Custom Teva

OMOP-Teva module can also be applied to any dataframe. User must use reduce_table and visualize_table from eds_scikit.plot.table_viz.

Make sure to specify categorical columns with less then 50 values.

Use the function eds_scikit.plot.table_viz.map_column to reduce columns volumetry.

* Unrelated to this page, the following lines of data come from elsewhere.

use std::fs::File;
use std::io::Write;
use std::path::Path;

use csv::WriterBuilder;
use serde::Serialize;
use tracing::info;

use crate::error::{Error, Result};
use crate::models::{RiskAssessment, ScoredCaptain};

#[derive(Debug, Serialize)]
struct PerformanceRow<'a> {
    rank: usize,
    captain: &'a str,
    total_shipments: u64,
    delivered: u64,
    failed: u64,
    success_rate: f64,
    failure_rate: f64,
    cost_per_delivered: f64,
    companies_served: usize,
    packages_handled: usize,
    performance_score: f64,
    volume_score: f64,
    consistency_score: f64,
}

impl<'a> PerformanceRow<'a> {
    fn new(rank: usize, scored: &'a ScoredCaptain) -> Self {
        let stats = &scored.stats;
        Self {
            rank,
            captain: &stats.captain,
            total_shipments: stats.total_shipments,
            delivered: stats.delivered,
            failed: stats.failed,
            success_rate: stats.success_rate,
            failure_rate: stats.failure_rate,
            cost_per_delivered: stats.cost_per_delivered,
            companies_served: stats.companies_served,
            packages_handled: stats.packages_handled,
            performance_score: scored.performance_score,
            volume_score: scored.volume_score,
            consistency_score: scored.consistency_score,
        }
    }
}

#[derive(Debug, Serialize)]
struct RiskRow<'a> {
    rank: usize,
    captain: &'a str,
    total_shipments: u64,
    delivered: u64,
    failed: u64,
    success_rate: f64,
    risk_score: f64,
    failure_ratio: f64,
    low_activity_penalty: f64,
    recommendation: &'static str,
    high_risk: bool,
}

impl<'a> RiskRow<'a> {
    fn new(rank: usize, assessment: &'a RiskAssessment) -> Self {
        let stats = &assessment.stats;
        Self {
            rank,
            captain: &stats.captain,
            total_shipments: stats.total_shipments,
            delivered: stats.delivered,
            failed: stats.failed,
            success_rate: stats.success_rate,
            risk_score: assessment.risk_score,
            failure_ratio: assessment.failure_ratio,
            low_activity_penalty: assessment.low_activity_penalty,
            recommendation: assessment.recommendation.as_str(),
            high_risk: assessment.high_risk,
        }
    }
}

fn write_rows<W: Write, T: Serialize>(sink: W, rows: impl IntoIterator<Item = T>) -> Result<usize> {
    let mut writer = WriterBuilder::new().has_headers(true).from_writer(sink);
    let mut written = 0;
    for row in rows {
        writer.serialize(row)?;
        written += 1;
    }
    writer
        .flush()
        .map_err(|e| Error::Csv(csv::Error::from(e)))?;
    Ok(written)
}

pub fn write_performance<W: Write>(sink: W, rows: &[ScoredCaptain]) -> Result<usize> {
    write_rows(
        sink,
        rows.iter()
            .enumerate()
            .map(|(i, scored)| PerformanceRow::new(i + 1, scored)),
    )
}

pub fn write_risk<W: Write>(sink: W, rows: &[RiskAssessment]) -> Result<usize> {
    write_rows(
        sink,
        rows.iter()
            .enumerate()
            .map(|(i, assessment)| RiskRow::new(i + 1, assessment)),
    )
}

/// Creates or truncates `path` and writes the performance rows.
pub fn export_performance(path: &Path, rows: &[ScoredCaptain]) -> Result<usize> {
    let file = File::create(path).map_err(|e| Error::io(path, e))?;
    let written = write_performance(file, rows)?;
    info!(path = %path.display(), rows = written, "Exported top performers");
    Ok(written)
}

pub fn export_risk(path: &Path, rows: &[RiskAssessment]) -> Result<usize> {
    let file = File::create(path).map_err(|e| Error::io(path, e))?;
    let written = write_risk(file, rows)?;
    info!(path = %path.display(), rows = written, "Exported at-risk captains");
    Ok(written)
}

Creating synthetic dataset

import numpy as np
import pandas as pd

data = pd.DataFrame(
    {
        "id": str(np.arange(1, 1001)),
        "category_1": np.random.choice(["A", "B", "C"], size=1000, p=[0.4, 0.3, 0.3]),
        "category_2": np.array([str(i) for i in range(500)] * 2),
        "location": np.random.choice(
            ["location 1", "location 2"], size=1000, p=[0.6, 0.4]
        ),
        "date": pd.to_datetime(
            np.random.choice(
                pd.date_range(start="2021-01-01", end="2022-01-01"), size=1000
            )
        ),
    }
)

from eds_scikit.plot import reduce_table, visualize_table

data_reduced = reduce_table(
    data,
    category_columns=["location", "category_1", "category_2"],
    date_column="date",
    start_date="2021-01-01",
    end_date="2021-12-01",
    mapper={"category_2": {"even": r"[02468]$", "odd": r"[13579]$"}},
)

chart = visualize_table(
    data_reduced, title="synthetic dataframe table", description=True
)